* _WHAT THE TASK REQUIRES_
Below, find each line holding "Self" and state how many there are, using the number alone.

Content starts

use pdx_pg::PgErr;

/// Failures raised by a [`Store`](crate::Store).
#[derive(Debug, thiserror::Error)]
pub enum StoreError {
    /// The database rejected or failed a statement.
    #[error("database error: {0}")]
    Postgres(#[from] PgErr),
    /// A uniqueness or ownership invariant would have been broken.
    #[error("integrity violation: {0}")]
    Integrity(String),
    /// The PostgreSQL store was requested without a connection URL.
    #[error("DB_URL must be set to use the postgres store")]
    Unconfigured,
}

impl StoreError {
    /// Unique-constraint violations surface as integrity errors so both
    /// store implementations report duplicates the same way.
    pub fn classify(e: PgErr) -> Self {
        match e.code() {
            Some(code) if *code == tokio_postgres::error::SqlState::UNIQUE_VIOLATION => {
                Self::Integrity(e.to_string())
            }
            _ => Self::Postgres(e),
        }
    }
}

Content ends

* _RESPONSE_
3